- Antarctica Journal - https://www.antarcticajournal.com -

Russia has plans to nuke Earth-bound asteroids, if necessary

From 2012 to 2015, Russia researched ways of deflecting Earth-bound asteroids using nuclear weapons and came up with a best-case scenario. The Central Scientific Research Institute of Machine Building, an arm of Russia’s state-run Roscosmos space agency, worked on the asteroid problem with other countries (including the United States) in a program called NEOShield, which was largely funded by the European Commission. Note that “NEO” in this case stands for “Near-Earth Object,” not The One you’re probably imagining.

Russia was tasked with investigating interstellar nuclear-defense options under NEOShield from 2012 to 2015. Its scientists concluded that the safest way to move an asteroid with a nuke would be to carry out the detonation in deep space. This wouldn’t destroy the asteroid, but the explosion would hopefully push the giant space rock out of Earth’s path.

An international 1967 treaty bans the use of nuclear weapons in space (alongside their ban on Earth), though Russia’s researchers believe that the rules would change if an asteroid posed an imminent threat to the planet. Russia additionally plans to set up an early-warning center that will use four observation satellites to track asteroids on collision courses with Earth.

NASA and the National Nuclear Security Administration have also explored the idea of defensive nukes in space. Earth’s most recent, notable asteroid event was in 2013, when a 60-foot, 7,000-ton meteor entered the atmosphere over Chelyabinsk, Russia. Its impact resulted in explosions that injured more than 1,000 people and hospitalized more than 100.

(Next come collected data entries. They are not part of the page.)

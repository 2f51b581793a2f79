//! Command execution and output filtering.

use std::io::{self, Write};

use anyhow::{anyhow, Context, Result};
use tracing::{debug, info, warn};

use crate::config::Config;
use crate::domain::filter::{final_args, pipeline};
use crate::domain::{FilterDefinition, OnError, Registry};
use crate::service::executor::{self, Captured};
use crate::service::savings::{
    command_line, estimate_tokens, LogRecorder, SavingsRecord, SavingsRecorder,
};

/// Result of a filtered run, ready to be written out.
#[derive(Debug)]
pub struct Outcome {
    pub stdout: String,
    pub stderr: String,
    pub exit_code: i32,
}

/// Service for running commands through their filters.
pub struct RunService {
    registry: Registry,
    recorder: Option<Box<dyn SavingsRecorder>>,
}

impl RunService {
    /// Create a new RunService over a loaded registry.
    pub fn new(config: &Config, registry: Registry) -> Self {
        let recorder: Option<Box<dyn SavingsRecorder>> = if config.track_savings {
            Some(Box::new(LogRecorder))
        } else {
            None
        };
        debug!(filters = registry.len(), track_savings = config.track_savings, "Registry ready");
        Self { registry, recorder }
    }

    /// Replace the savings recorder.
    #[cfg(test)]
    pub fn with_recorder(mut self, recorder: Box<dyn SavingsRecorder>) -> Self {
        self.recorder = Some(recorder);
        self
    }

    /// Run `command` and write its filtered output.
    ///
    /// Commands without a matching filter inherit stdio and run unchanged.
    /// Returns the child's exit code.
    pub fn run(&self, command: &str, args: &[String]) -> Result<i32> {
        let Some(outcome) = self.execute(command, args)? else {
            return self.proxy(command, args);
        };

        let mut stdout = io::stdout().lock();
        stdout.write_all(outcome.stdout.as_bytes())?;
        stdout.flush()?;

        let mut stderr = io::stderr().lock();
        stderr.write_all(outcome.stderr.as_bytes())?;
        stderr.flush()?;

        Ok(outcome.exit_code)
    }

    /// Run `command` unfiltered with inherited stdio.
    pub fn proxy(&self, command: &str, args: &[String]) -> Result<i32> {
        debug!(command = %command_line(command, args), "Passing through");
        executor::passthrough(command, args)
    }

    /// Capture and filter `command`, or `None` when no filter matches.
    pub fn execute(&self, command: &str, args: &[String]) -> Result<Option<Outcome>> {
        let Some(definition) = self.select(command, args) else {
            debug!(command = %command, "No filter matched");
            return Ok(None);
        };

        let (exec_args, injected) = final_args(definition, args);
        info!(
            filter = %definition.name,
            injected,
            command = %command_line(command, &exec_args),
            "Running filtered command"
        );

        let Captured {
            stdout,
            stderr,
            exit_code,
        } = executor::capture(command, &exec_args)?;

        let filtered = filter_output(definition, &stdout);
        if !stdout.is_empty() {
            self.record(SavingsRecord {
                original: command_line(command, args),
                rewritten: command_line(command, &exec_args),
                input_tokens: estimate_tokens(&stdout),
                output_tokens: estimate_tokens(&filtered),
            });
        }

        Ok(Some(Outcome {
            stdout: filtered,
            stderr,
            exit_code,
        }))
    }

    /// Run the named filter's pipeline over `input`.
    ///
    /// Unlike [`RunService::run`], a failing step is an error here.
    pub fn apply(&self, name: &str, input: &str) -> Result<String> {
        let definition = self
            .registry
            .get(name)
            .ok_or_else(|| anyhow!("Unknown filter: {}", name))?;
        let output = pipeline::run(definition, input)
            .with_context(|| format!("Filter {} failed", definition.name))?;
        Ok(output)
    }

    /// The first argument is treated as the subcommand; the rest are the
    /// flags matched against exclude/require constraints.
    fn select(&self, command: &str, args: &[String]) -> Option<&FilterDefinition> {
        let (subcommand, flag_args) = match args.split_first() {
            Some((first, rest)) => (Some(first.as_str()), rest),
            None => (None, args),
        };
        self.registry.find(command, subcommand, flag_args)
    }

    fn record(&self, record: SavingsRecord) {
        if let Some(recorder) = &self.recorder {
            if let Err(e) = recorder.record(&record) {
                warn!(error = %e, "Failed to record savings");
            }
        }
    }
}

/// Run the pipeline, degrading per `on_error` when a step fails.
fn filter_output(definition: &FilterDefinition, raw: &str) -> String {
    match pipeline::run(definition, raw) {
        Ok(filtered) => filtered,
        Err(e) => {
            warn!(
                filter = %definition.name,
                error = %e,
                on_error = ?definition.on_error,
                "Filter failed"
            );
            match definition.on_error {
                OnError::Passthrough | OnError::Template => raw.to_string(),
                OnError::Empty => String::new(),
            }
        }
    }
}
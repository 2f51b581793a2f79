//! Minimal substitution templates.
//!
//! A template is literal text with `{{ path }}` placeholders. A path is an
//! optional leading `.` followed by `.`-separated segments, so `{{Key}}`,
//! `{{ .Key }}` and `{{.stats.errors}}` are all accepted. `{{.}}` renders the
//! whole data value.

use serde_json::Value;

use crate::domain::error::TemplateError;

/// A parsed template, ready to render against JSON data.
#[derive(Debug, Clone, PartialEq, Eq)]
pub struct Template {
    segments: Vec<Segment>,
}

#[derive(Debug, Clone, PartialEq, Eq)]
enum Segment {
    Text(String),
    Field(Vec<String>),
}

impl Template {
    /// Parse template source.
    ///
    /// # Errors
    ///
    /// Returns error on an unclosed `{{`, an empty placeholder, or a
    /// placeholder that is not a field path.
    pub fn parse(source: &str) -> Result<Self, TemplateError> {
        let mut segments = Vec::new();
        let mut rest = source;
        let mut offset = 0;

        while let Some(open) = rest.find("{{") {
            if open > 0 {
                segments.push(Segment::Text(rest[..open].to_string()));
            }
            let after = &rest[open + 2..];
            let close = after
                .find("}}")
                .ok_or(TemplateError::Unclosed(offset + open))?;
            let expr = after[..close].trim();
            if expr.is_empty() {
                return Err(TemplateError::Empty(offset + open));
            }
            segments.push(Segment::Field(parse_path(expr)?));

            let consumed = open + 2 + close + 2;
            offset += consumed;
            rest = &rest[consumed..];
        }
        if !rest.is_empty() {
            segments.push(Segment::Text(rest.to_string()));
        }

        Ok(Self { segments })
    }

    /// Render against `data`. Missing fields render as the empty string.
    pub fn render(&self, data: &Value) -> String {
        let mut out = String::new();
        for segment in &self.segments {
            match segment {
                Segment::Text(text) => out.push_str(text),
                Segment::Field(path) => {
                    if let Some(value) = lookup(data, path) {
                        out.push_str(&display_value(value));
                    }
                }
            }
        }
        out
    }
}

fn parse_path(expr: &str) -> Result<Vec<String>, TemplateError> {
    if expr == "." {
        return Ok(Vec::new());
    }
    let body = expr.strip_prefix('.').unwrap_or(expr);
    let parts: Vec<&str> = body.split('.').collect();
    let valid = parts.iter().all(|p| {
        !p.is_empty()
            && p
                .chars()
                .all(|c| c.is_alphanumeric() || c == '_' || c == '-')
    });
    if !valid {
        return Err(TemplateError::Unsupported(expr.to_string()));
    }
    Ok(parts.into_iter().map(str::to_string).collect())
}

fn lookup<'a>(data: &'a Value, path: &[String]) -> Option<&'a Value> {
    path.iter().try_fold(data, |current, key| match current {
        Value::Object(map) => map.get(key),
        Value::Array(items) => key.parse::<usize>().ok().and_then(|i| items.get(i)),
        _ => None,
    })
}

/// Textual form of a JSON value used in rendered output.
///
/// Strings are verbatim, null is empty, composites are compact JSON.
pub fn display_value(value: &Value) -> String {
    match value {
        Value::Null => String::new(),
        Value::String(s) => s.clone(),
        Value::Bool(b) => b.to_string(),
        Value::Number(n) => n.to_string(),
        Value::Array(_) | Value::Object(_) => value.to_string(),
    }
}
//! Argument rewriting before execution.

use super::definition::{FilterDefinition, InjectSpec};

/// Compute the arguments to execute for a matched definition.
///
/// Returns the final arguments and whether anything was injected.
pub fn final_args(definition: &FilterDefinition, args: &[String]) -> (Vec<String>, bool) {
    match definition.inject.as_ref().and_then(|spec| spec.apply(args)) {
        Some(injected) => (injected, true),
        None => (args.to_vec(), false),
    }
}

impl InjectSpec {
    /// Rewrite `args`, or `None` when a `skip_if_present` prefix is found.
    ///
    /// Injected args go before the first `--` separator, or at the end.
    /// Defaults are appended in sorted flag order when their flag prefix is
    /// not already present.
    pub fn apply(&self, args: &[String]) -> Option<Vec<String>> {
        let skip = self
            .skip_if_present
            .iter()
            .any(|prefix| args.iter().any(|a| a.starts_with(prefix.as_str())));
        if skip {
            return None;
        }

        let split = args.iter().position(|a| a == "--").unwrap_or(args.len());
        let mut result = Vec::with_capacity(args.len() + self.args.len() + 2 * self.defaults.len());
        result.extend_from_slice(&args[..split]);
        result.extend(self.args.iter().cloned());
        result.extend_from_slice(&args[split..]);

        for (flag, value) in &self.defaults {
            if !result.iter().any(|a| a.starts_with(flag.as_str())) {
                result.push(flag.clone());
                result.push(value.clone());
            }
        }

        Some(result)
    }
}
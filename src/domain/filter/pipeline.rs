//! Sequential execution of a definition's steps over captured text.

use tracing::debug;

use super::action::{Action, ActionKind, ActionResult};
use super::definition::FilterDefinition;
use crate::domain::error::{ActionError, PipelineError};

/// One pipeline entry with its parameters compiled at load time.
///
/// A step whose parameters failed to compile keeps the error and reports
/// it when the pipeline reaches it.
#[derive(Debug, Clone)]
pub struct Step {
    kind: ActionKind,
    action: Result<Action, ActionError>,
}

impl Step {
    pub fn new(kind: ActionKind, action: Result<Action, ActionError>) -> Self {
        Self { kind, action }
    }

    pub fn kind(&self) -> ActionKind {
        self.kind
    }

    /// Parameter error recorded at load time, if any.
    pub fn error(&self) -> Option<&ActionError> {
        self.action.as_ref().err()
    }

    fn apply(&self, input: ActionResult) -> Result<ActionResult, ActionError> {
        match &self.action {
            Ok(action) => action.apply(input),
            Err(e) => Err(e.clone()),
        }
    }
}

/// Ordered steps of a filter.
#[derive(Debug, Clone, Default)]
pub struct Pipeline {
    steps: Vec<Step>,
}

impl Pipeline {
    pub fn new(steps: Vec<Step>) -> Self {
        Self { steps }
    }

    pub fn steps(&self) -> &[Step] {
        &self.steps
    }

    pub fn len(&self) -> usize {
        self.steps.len()
    }

    /// Transform `raw` through every step.
    ///
    /// Zero-line input yields an empty string without running any step.
    ///
    /// # Errors
    ///
    /// Returns the first failing step's index, action name, and cause. No
    /// partial output is produced.
    pub fn run(&self, raw: &str) -> Result<String, PipelineError> {
        let lines = split_lines(raw);
        if lines.is_empty() {
            return Ok(String::new());
        }

        let mut result = ActionResult::new(lines);
        for (index, step) in self.steps.iter().enumerate() {
            result = step.apply(result).map_err(|source| PipelineError {
                step: index,
                action: step.kind.name(),
                source,
            })?;
            debug!(step = index, action = %step.kind, lines = result.lines.len(), "Applied step");
        }

        Ok(join_lines(&result.lines))
    }
}

/// Run a definition's pipeline over captured text.
pub fn run(definition: &FilterDefinition, raw: &str) -> Result<String, PipelineError> {
    definition.pipeline.run(raw)
}

/// Split on `\n`, dropping exactly one trailing empty element.
fn split_lines(raw: &str) -> Vec<String> {
    let mut lines: Vec<String> = raw.split('\n').map(str::to_string).collect();
    if lines.last().is_some_and(|l| l.is_empty()) {
        lines.pop();
    }
    lines
}

fn join_lines(lines: &[String]) -> String {
    if lines.is_empty() {
        return String::new();
    }
    let mut out = lines.join("\n");
    out.push('\n');
    out
}

#[cfg(test)]
mod tests {
    use super::*;
    use pretty_assertions::assert_eq;

    fn definition(pipeline: &str) -> FilterDefinition {
        let doc = format!("name = \"t\"\n[match]\ncommand = \"t\"\n{pipeline}");
        FilterDefinition::parse(&doc).unwrap()
    }

    #[test]
    fn test_split_drops_one_trailing_empty() {
        assert_eq!(split_lines("a\nb\n"), vec!["a", "b"]);
        assert_eq!(split_lines("a\n\n"), vec!["a", ""]);
        assert_eq!(split_lines("a"), vec!["a"]);
        assert!(split_lines("").is_empty());
    }

    #[test]
    fn test_run_chains_steps() {
        let def = definition(
            r#"
[[pipeline]]
action = "remove_lines"
pattern = '^\s*$'

[[pipeline]]
action = "head"
n = 2
"#,
        );
        let out = run(&def, "one\n\ntwo\nthree\nfour\n").unwrap();
        assert_eq!(out, "one\ntwo\n+2 more lines\n");
    }

    #[test]
    fn test_empty_pipeline_normalizes_trailing_newline() {
        let def = definition("");
        assert_eq!(run(&def, "a\nb").unwrap(), "a\nb\n");
        assert_eq!(run(&def, "a\nb\n").unwrap(), "a\nb\n");
    }

    #[test]
    fn test_all_lines_removed_yields_empty_string() {
        let def = definition("[[pipeline]]\naction = \"keep_lines\"\npattern = 'nomatch'");
        assert_eq!(run(&def, "a\nb\n").unwrap(), "");
    }

    #[test]
    fn test_zero_line_input_is_empty_regardless_of_steps() {
        let def = definition(
            r#"
[[pipeline]]
action = "format_template"
template = "total: {{count}}"

[[pipeline]]
action = "json_extract"
fields = ["a"]
"#,
        );
        assert_eq!(run(&def, "").unwrap(), "");
    }

    #[test]
    fn test_failure_reports_step_and_action() {
        let def = definition(
            r#"
[[pipeline]]
action = "strip_ansi"

[[pipeline]]
action = "keep_lines"
pattern = "("
"#,
        );
        assert!(def.pipeline.steps()[1].error().is_some());
        let err = run(&def, "a\n").unwrap_err();
        assert_eq!(err.step, 1);
        assert_eq!(err.action, "keep_lines");
        assert!(matches!(err.source, ActionError::Regex { .. }));
        assert!(err.to_string().starts_with("pipeline[1] keep_lines: "));
    }

    #[test]
    fn test_runtime_input_error() {
        let def = definition("[[pipeline]]\naction = \"json_schema\"");
        let err = run(&def, "not json\n").unwrap_err();
        assert_eq!(err.step, 0);
        assert!(matches!(err.source, ActionError::Input(_)));
    }
}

Meteor Hits Russia Feb 15, 2013 - Event Archive

Feb 15,2013 - A "small" meteorite streaked through the skies above Russia's Urals region. The blast, equivalent to 300,000 tons of TNT, shattered windows, damaged more than 3,000 building and injured over 1,000 people.

8 months after the incident, the meteorite, weighing in at 570 kg, was pulled out of Lake Chebarkul, making it one of the biggest meteorites ever recovered.